DIRECTIONS
Where a line below carries the word "async", include it in the count, then give the count alone.

━━━ DATA SHOWN

//! Facade contract tests driven through `tower::ServiceExt::oneshot`.

mod common;

use std::sync::Arc;

use axum::body::Body;
use axum::http::{Request, StatusCode};
use http_body_util::BodyExt;
use server::{build_router, AppState, FacadeConfig};
use tower::ServiceExt;

fn test_state(anon_burst: u32) -> Arc<AppState> {
    let snapshot_dir = tempfile::tempdir().unwrap();
    let corpus = Arc::new(common::fixture_corpus(snapshot_dir.path()));
    let embedder: Arc<dyn index::Embedder> = Arc::new(index::HashEmbedder::default());
    let vindex = Arc::new(index::VectorIndex::build(
        &corpus,
        index::SidecarSnapshot {
            snapshot_id: "ecfr-2026-06-01".to_string(),
            snapshot_sha256: "s".repeat(64),
        },
        embedder.as_ref(),
        "2000-01-01T00:00:00Z",
    ));

    let mut config = FacadeConfig {
        anon_burst,
        ..FacadeConfig::default()
    };
    config.api_keys.insert("facade-test-key".to_string());

    let pipeline = rag::RagPipeline::new(
        vindex.clone(),
        corpus.clone(),
        embedder.clone(),
        Arc::new(rag::StaticGenerator::new(
            "license_required",
            "A license is required.",
        )),
        rag::RetrievalProfile::new(1, 0.9, 0),
        "kgdigest",
    )
    .unwrap();

    Arc::new(AppState::new(config, corpus, vindex, embedder).with_rag(Arc::new(pipeline)))
}

async fn body_json(response: axum::response::Response) -> serde_json::Value {
    let bytes = response.into_body().collect().await.unwrap().to_bytes();
    serde_json::from_slice(&bytes).unwrap()
}

#[tokio::test]
async fn anonymous_burst_exhaustion_returns_429_with_headers() {
    let app = build_router(test_state(3));

    for _ in 0..3 {
        let response = app
            .clone()
            .oneshot(
                Request::builder()
                    .uri("/v1/search?q=license")
                    .header("x-forwarded-for", "10.1.2.3")
                    .body(Body::empty())
                    .unwrap(),
            )
            .await
            .unwrap();
        assert_eq!(response.status(), StatusCode::OK);
        assert!(response.headers().contains_key("x-ratelimit-limit"));
        assert!(response.headers().contains_key("x-ratelimit-remaining"));
    }

    let throttled = app
        .clone()
        .oneshot(
            Request::builder()
                .uri("/v1/search?q=license")
                .header("x-forwarded-for", "10.1.2.3")
                .body(Body::empty())
                .unwrap(),
        )
        .await
        .unwrap();
    assert_eq!(throttled.status(), StatusCode::TOO_MANY_REQUESTS);
    assert!(throttled.headers().contains_key("retry-after"));
    assert_eq!(
        throttled.headers()["x-ratelimit-limit"],
        "30",
        "limit header reports the sustained budget"
    );

    let body = body_json(throttled).await;
    assert_eq!(
        body["type"],
        "https://ear.example.org/problems/resource-exhausted"
    );
    assert!(body["trace_id"].as_str().is_some());

    // A different identity still has budget.
    let other = app
        .oneshot(
            Request::builder()
                .uri("/v1/search?q=license")
                .header("x-forwarded-for", "10.9.9.9")
                .body(Body::empty())
                .unwrap(),
        )
        .await
        .unwrap();
    assert_eq!(other.status(), StatusCode::OK);
}

#[tokio::test]
async fn keyed_identity_gets_the_larger_budget() {
    let app = build_router(test_state(1));

    // Anonymous burns out after one request.
    for expected in [StatusCode::OK, StatusCode::TOO_MANY_REQUESTS] {
        let response = app
            .clone()
            .oneshot(
                Request::builder()
                    .uri("/v1/search?q=license")
                    .header("x-forwarded-for", "10.1.2.3")
                    .body(Body::empty())
                    .unwrap(),
            )
            .await
            .unwrap();
        assert_eq!(response.status(), expected);
    }

    // The keyed caller runs on its own 20-burst bucket.
    for _ in 0..20 {
        let response = app
            .clone()
            .oneshot(
                Request::builder()
                    .uri("/v1/search?q=license")
                    .header("x-api-key", "facade-test-key")
                    .body(Body::empty())
                    .unwrap(),
            )
            .await
            .unwrap();
        assert_eq!(response.status(), StatusCode::OK);
        assert_eq!(response.headers()["x-ratelimit-limit"], "120");
    }
}

#[tokio::test]
async fn unknown_api_key_is_denied() {
    let app = build_router(test_state(10));
    let response = app
        .oneshot(
            Request::builder()
                .uri("/v1/search?q=license")
                .header("x-api-key", "wrong")
                .body(Body::empty())
                .unwrap(),
        )
        .await
        .unwrap();
    assert_eq!(response.status(), StatusCode::UNAUTHORIZED);
    let body = body_json(response).await;
    assert_eq!(
        body["type"],
        "https://ear.example.org/problems/authorization-denied"
    );
}

#[tokio::test]
async fn request_id_propagates_to_header_and_problem_body() {
    let app = build_router(test_state(10));
    let response = app
        .oneshot(
            Request::builder()
                .uri("/v1/search?q=")
                .header("x-request-id", "trace-123")
                .body(Body::empty())
                .unwrap(),
        )
        .await
        .unwrap();
    assert_eq!(response.status(), StatusCode::BAD_REQUEST);
    assert_eq!(response.headers()["x-request-id"], "trace-123");
    let body = body_json(response).await;
    assert_eq!(body["trace_id"], "trace-123");
    assert_eq!(body["type"], "https://ear.example.org/problems/invalid-input");
}

#[tokio::test]
async fn rag_endpoint_refuses_thin_retrieval() {
    let app = build_router(test_state(10));
    let response = app
        .oneshot(
            Request::builder()
                .method("POST")
                .uri("/v1/rag/query")
                .header("content-type", "application/json")
                .body(Body::from(
                    serde_json::json!({ "question": "unrelated string", "top_k": 3 }).to_string(),
                ))
                .unwrap(),
        )
        .await
        .unwrap();
    assert_eq!(response.status(), StatusCode::OK);
    let body = body_json(response).await;
    assert_eq!(body["refusal_reason"], "thin_retrieval");
    assert_eq!(body["citations"].as_array().unwrap().len(), 0);
    assert_eq!(body["grounded"], false);
    assert_eq!(body["label"], "unanswerable");
}

#[tokio::test]
async fn oversize_body_is_rejected() {
    let app = build_router(test_state(10));
    let oversized = "x".repeat(64 * 1024);
    let response = app
        .oneshot(
            Request::builder()
                .method("POST")
                .uri("/v1/rag/query")
                .header("content-type", "application/json")
                .body(Body::from(
                    serde_json::json!({ "question": oversized }).to_string(),
                ))
                .unwrap(),
        )
        .await
        .unwrap();
    assert_eq!(response.status(), StatusCode::PAYLOAD_TOO_LARGE);
}

#[tokio::test]
async fn sparql_requires_allowlisted_template() {
    let app = build_router(test_state(10));
    let response = app
        .oneshot(
            Request::builder()
                .method("POST")
                .uri("/v1/sparql")
                .header("content-type", "application/json")
                .body(Body::from(
                    serde_json::json!({
                        "template": "drop_all",
                        "iri": "https://ear.example.org/resource/ear/section/EAR-736.2"
                    })
                    .to_string(),
                ))
                .unwrap(),
        )
        .await
        .unwrap();
    // No endpoint is configured in this state, which is the first check;
    // the template allowlist is covered in kg's own tests.
    assert_eq!(response.status(), StatusCode::BAD_GATEWAY);
}

#[tokio::test]
async fn health_is_outside_the_rate_limit_budget() {
    let app = build_router(test_state(1));

    // Exhaust the anonymous budget.
    let _ = app
        .clone()
        .oneshot(
            Request::builder()
                .uri("/v1/search?q=license")
                .header("x-forwarded-for", "10.1.2.3")
                .body(Body::empty())
                .unwrap(),
        )
        .await
        .unwrap();

    for _ in 0..5 {
        let response = app
            .clone()
            .oneshot(
                Request::builder()
                    .uri("/health")
                    .header("x-forwarded-for", "10.1.2.3")
                    .body(Body::empty())
                    .unwrap(),
            )
            .await
            .unwrap();
        assert_eq!(response.status(), StatusCode::OK);
    }
}

#[tokio::test]
async fn unknown_route_returns_problem_details() {
    let app = build_router(test_state(10));
    let response = app
        .oneshot(
            Request::builder()
                .uri("/v1/nope")
                .body(Body::empty())
                .unwrap(),
        )
        .await
        .unwrap();
    assert_eq!(response.status(), StatusCode::NOT_FOUND);
    let body = body_json(response).await;
    assert_eq!(body["type"], "https://ear.example.org/problems/not-found");
}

━━━━━━

RESPONSE TO THE EXERCISE
10